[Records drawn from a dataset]
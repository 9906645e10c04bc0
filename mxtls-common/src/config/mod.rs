//! Configuration shared across the probe pipeline.

mod timeouts;

pub use timeouts::{ProbeTimeouts, TimeoutConfig};
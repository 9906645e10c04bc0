use std::fmt;

use serde::{Deserialize, Serialize};

/// How one tested feature came out, ordered from best to worst.
///
/// `Inconclusive` sorts above `Fail` so that folding a set of judgments with
/// `max` never hides the fact that something could not be classified.
#[derive(
    Debug, Clone, Copy, PartialEq, Eq, Hash, PartialOrd, Ord, Default, Serialize, Deserialize,
)]
#[serde(rename_all = "snake_case")]
pub enum Grade {
    Pass,
    Informational,
    Warning,
    Fail,
    Inconclusive,
    #[default]
    Unknown,
}

impl Grade {
    #[must_use]
    pub fn is_worse_than(self, other: Self) -> bool {
        self > other
    }

    #[must_use]
    pub const fn as_str(self) -> &'static str {
        match self {
            Self::Pass => "PASS",
            Self::Informational => "INFORMATIONAL",
            Self::Warning => "WARNING",
            Self::Fail => "FAIL",
            Self::Inconclusive => "INCONCLUSIVE",
            Self::Unknown => "UNKNOWN",
        }
    }
}

impl fmt::Display for Grade {
    fn fmt(&self, f: &mut fmt::Formatter<'_>) -> fmt::Result {
        f.write_str(self.as_str())
    }
}
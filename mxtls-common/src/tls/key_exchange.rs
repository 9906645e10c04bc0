use std::fmt;

use serde::{Deserialize, Serialize};

use super::{NamedGroup, SignatureAlgorithm};

/// Key-exchange family of a cipher suite, used to decide which parameters a
/// handshake is expected to carry.
#[derive(Debug, Clone, Copy, PartialEq, Eq, Hash)]
pub enum KeyExchangeFamily {
    Rsa,
    Dh,
    Dhe,
    Ecdh,
    Ecdhe,
    /// TLS 1.3: always ephemeral, the group comes from `key_share`.
    Tls13,
    None,
}

/// Where a finite-field group's prime comes from.
#[derive(Debug, Clone, Copy, PartialEq, Eq, Hash, Serialize, Deserialize)]
#[serde(rename_all = "snake_case")]
pub enum DhFamily {
    /// RFC 7919 negotiated groups.
    Ffdhe,
    /// RFC 2409 / RFC 3526 Oakley groups.
    Modp,
    /// A prime we do not recognise, likely generated by the server.
    Custom,
}

/// A finite-field Diffie-Hellman group as observed on the wire.
#[derive(Debug, Clone, Copy, PartialEq, Eq, Hash, Serialize, Deserialize)]
pub struct DhGroup {
    pub bits: u16,
    pub family: DhFamily,
}

/// The eight bytes following the leading all-ones word of every RFC 7919 prime.
const FFDHE_PREFIX: [u8; 8] = [0xAD, 0xF8, 0x54, 0x58, 0xA2, 0xBB, 0x4A, 0x9A];
/// As above, for the Oakley primes (the binary expansion of pi).
const MODP_PREFIX: [u8; 8] = [0xC9, 0x0F, 0xDA, 0xA2, 0x21, 0x68, 0xC2, 0x34];

impl DhGroup {
    /// Recognise a group from the big-endian prime a server sent in its
    /// ServerKeyExchange.
    #[must_use]
    pub fn from_prime(prime: &[u8]) -> Self {
        let prime = match prime.iter().position(|byte| *byte != 0) {
            Some(start) => &prime[start..],
            None => &[],
        };

        let bits = prime.first().map_or(0, |first| {
            let len = u16::try_from(prime.len()).unwrap_or(u16::MAX / 8);
            len.saturating_mul(8)
                .saturating_sub(u16::try_from(first.leading_zeros()).unwrap_or(0))
        });

        let family = match prime.get(..16) {
            Some(head) if head[..8] == [0xFF; 8] && head[8..] == FFDHE_PREFIX => DhFamily::Ffdhe,
            Some(head) if head[..8] == [0xFF; 8] && head[8..] == MODP_PREFIX => DhFamily::Modp,
            _ => DhFamily::Custom,
        };

        Self { bits, family }
    }

    /// A TLS 1.3 (or RFC 7919 negotiated) FFDHE group.
    #[must_use]
    pub fn from_named(group: NamedGroup) -> Option<Self> {
        if !group.is_ffdhe() {
            return None;
        }

        group.bits().map(|bits| Self {
            bits,
            family: DhFamily::Ffdhe,
        })
    }

    /// The matching named group for well-known primes.
    #[must_use]
    pub fn named(self) -> Option<NamedGroup> {
        if self.family != DhFamily::Ffdhe {
            return None;
        }

        NamedGroup::ALL
            .iter()
            .copied()
            .find(|group| group.is_ffdhe() && group.bits() == Some(self.bits))
    }

    /// 2048 bits or more.
    #[must_use]
    pub const fn is_secure(self) -> bool {
        self.bits >= 2048
    }
}

impl fmt::Display for DhGroup {
    fn fmt(&self, f: &mut fmt::Formatter<'_>) -> fmt::Result {
        match (self.family, self.named()) {
            (_, Some(named)) => named.fmt(f),
            (DhFamily::Modp, None) => write!(f, "modp{}", self.bits),
            (_, None) => write!(f, "custom dh {} bits", self.bits),
        }
    }
}

/// Parameters of the key exchange a handshake actually used.
#[derive(Debug, Clone, Copy, PartialEq, Eq, Hash, Serialize, Deserialize)]
#[serde(tag = "kind", rename_all = "snake_case")]
pub enum KeyExchange {
    Rsa,
    Dh {
        group: Option<DhGroup>,
    },
    Dhe {
        group: DhGroup,
        signature: Option<SignatureAlgorithm>,
    },
    Ecdh {
        curve: Option<NamedGroup>,
    },
    Ecdhe {
        curve: NamedGroup,
        signature: Option<SignatureAlgorithm>,
    },
}

impl KeyExchange {
    #[must_use]
    pub const fn curve(&self) -> Option<NamedGroup> {
        match self {
            Self::Ecdh { curve } => *curve,
            Self::Ecdhe { curve, .. } => Some(*curve),
            Self::Rsa | Self::Dh { .. } | Self::Dhe { .. } => None,
        }
    }

    #[must_use]
    pub const fn dh_group(&self) -> Option<DhGroup> {
        match self {
            Self::Dh { group } => *group,
            Self::Dhe { group, .. } => Some(*group),
            Self::Rsa | Self::Ecdh { .. } | Self::Ecdhe { .. } => None,
        }
    }

    #[must_use]
    pub const fn signature(&self) -> Option<SignatureAlgorithm> {
        match self {
            Self::Dhe { signature, .. } | Self::Ecdhe { signature, .. } => *signature,
            Self::Rsa | Self::Dh { .. } | Self::Ecdh { .. } => None,
        }
    }

    #[must_use]
    pub const fn is_ephemeral(&self) -> bool {
        matches!(self, Self::Dhe { .. } | Self::Ecdhe { .. })
    }
}

#[cfg(test)]
mod tests {
    use super::*;

    fn prime(prefix: &[u8], len: usize) -> Vec<u8> {
        let mut prime = vec![0xFF; 8];
        prime.extend_from_slice(prefix);
        prime.resize(len, 0xAB);
        prime
    }

    #[test]
    fn test_recognises_ffdhe() {
        let group = DhGroup::from_prime(&prime(&FFDHE_PREFIX, 256));
        assert_eq!(group, DhGroup {
            bits: 2048,
            family: DhFamily::Ffdhe
        });
        assert_eq!(group.named(), Some(NamedGroup::FFDHE2048));
        assert_eq!(group.to_string(), "ffdhe2048");
    }

    #[test]
    fn test_recognises_modp() {
        let group = DhGroup::from_prime(&prime(&MODP_PREFIX, 128));
        assert_eq!(group.family, DhFamily::Modp);
        assert_eq!(group.bits, 1024);
        assert!(!group.is_secure());
        assert_eq!(group.to_string(), "modp1024");
    }

    #[test]
    fn test_custom_prime_with_leading_zero() {
        let mut raw = vec![0x00, 0x7F];
        raw.resize(129, 0x11);
        let group = DhGroup::from_prime(&raw);
        assert_eq!(group.family, DhFamily::Custom);
        assert_eq!(group.bits, 1023);
    }

    #[test]
    fn test_accessors() {
        let kx = KeyExchange::Ecdhe {
            curve: NamedGroup::X25519,
            signature: Some(SignatureAlgorithm::RsaMd5Sha1),
        };
        assert_eq!(kx.curve(), Some(NamedGroup::X25519));
        assert_eq!(kx.dh_group(), None);
        assert!(kx.is_ephemeral());
        assert_eq!(KeyExchange::Rsa.signature(), None);
    }
}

What you are asked to do:
Each line containing the word "curve" needs to be copied from the data above.

Solved exercise:
        curve: Option<NamedGroup>,
        curve: NamedGroup,
    pub const fn curve(&self) -> Option<NamedGroup> {
            Self::Ecdh { curve } => *curve,
            Self::Ecdhe { curve, .. } => Some(*curve),
            curve: NamedGroup::X25519,
        assert_eq!(kx.curve(), Some(NamedGroup::X25519));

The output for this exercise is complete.